The GENIUS II (Generating the best evidence-based pharmaceutical targets and drugs for atherosclerosis) consortium is focusing on atherosclerosis, the main underlying pathology of cardiovascular diseases. The main goal of the consortium is to translate druggable targets identified for the intervention in atherosclerosis into a clinical application.
As such, GENIUS II builds on the unique integration of knowledge within the consortium on dyslipidemia and the immune response related to dyslipidemia. Our work is divided into distinct work packages that represent the logical steps in drug development and accordingly each of the selected targets from GENIUS I to be studied is carefully placed into this track. Our investigations range from in vitro to in vivo analyses to improve mechanistic insight and druggability, and test effects on atherosclerosis. Next to directly building on GENIUS I drug targets and drug leads, we also take advantage of the most recent innovative developments to find new druggable targets in cells of male and female atherosclerotic lesions as well as in circulating cells.

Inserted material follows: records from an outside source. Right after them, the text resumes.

//! Core types and the purge loop for tablewipe.
//!
//! Nothing in this crate talks to a real database: the loop is written
//! against the [`store::TableStore`] trait and tested with the in-memory
//! backend.

pub mod batch;
pub mod keys;
pub mod purge;
pub mod report;
pub mod store;

pub use keys::{ItemKey, KeySchema, KeyValue};
pub use purge::{purge_table, PurgeOptions, PurgeProgress, PurgeSummary};
pub use store::{PurgeScope, StoreError, TableStore};
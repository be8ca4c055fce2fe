use async_trait::async_trait;

use crate::keys::ItemKey;

use super::{PageRequest, Result, ScanPage};

/// A table that can be read page by page and deleted from in batches.
#[async_trait]
pub trait TableStore: Send + Sync {
    /// Reads one page of keys.
    async fn fetch_keys(&self, request: &PageRequest) -> Result<ScanPage>;

    /// Deletes a batch of keys, returning the keys the provider did not
    /// process. Callers must not send more than
    /// [`MAX_BATCH_SIZE`](crate::batch::MAX_BATCH_SIZE) keys.
    async fn delete_batch(&self, keys: &[ItemKey]) -> Result<Vec<ItemKey>>;
}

Recent developments in the field of molecular biology such as single cell sequencing and immunophenotyping of cells are actively used to dissect the immunometabolic processes within the atherosclerotic plaque and the atherosclerotic patients. These studies will create a platform in which we can monitor the actual presence of drug targets at the site of disease, which will speed up drug design. This is also expected to lead to the identification of novel gender specific biomarkers that can facilitate identification of disease progression and improve diagnosis. Subsequent studies will include the actual testing of the effectiveness of small molecules, monoclonal antibodies and siRNA that modulate pre-selected targets obtained in GENIUS I. For five targets we already defined small molecules and a monoclonal that affects these targets. The drug leads will be further translated along toxicity studies and proof-of-pharmacology studies into drugs ready to test in cardiovascular patients. We identified three drugs affecting the current foremost targets of GENIUS I and we study whether they can be efficiently applied to reduce atherosclerotic parameters in First-In-Human clinical studies. In all studies, we do address gender specificity. The talent program in our consortium is designed in such a way that all young talent working on GENIUS II will gain insight in the opportunities and challenges of developing drugs for cardiovascular disease.
Overall, GENIUS II focuses on translating knowledge towards a clinical application.